The new, 35-year old chief of the State Recovery School District will get a $281,000 pay package, according to this article by Advocate reporter Will Sentell.
State Superintendent of Education Paul Pastorek, who brokered the deal with former New York City school system deputy superintendent John White, said the high salary is justified because of the "incredible amount of personal sacrifice" required by the job.
Although White will be making less than current RSD chief Paul Vallas, who makes about $377,000 per year, his salary will be higher than the state's new higher education commissioner.
Right on schedule, apologists for the state's big business lobby justified the pay package, trotting out the old bromide about having to pay high salaries to get highly qualified people. That formula doesn't seem to apply to classroom teachers, where the strategy has been to hire new college graduates, who will work for approximately two years at the low end of the salary schedule.

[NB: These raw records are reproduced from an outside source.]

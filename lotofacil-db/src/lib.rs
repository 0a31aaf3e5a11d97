pub mod db;
pub mod models;
pub mod source;

pub use rusqlite;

In any event, the old bromide doesn't seem to have worked in the Recovery School District. Despite Vallas' princely salary, student performance has not improved in schools seized by the state, according to this study by Dr. Charles Hatfield, co-founder of Research on Reforms.
As Dr. Hatfield writes in the study's summary, "Whether assessing the 2010-11 status of the RSD schools using the current achievement performance labels or applying the new letter grade system that will be implemented this fall, it is clear that the SPS achievement status for the vast majority of the RSD schools is at best pathetic."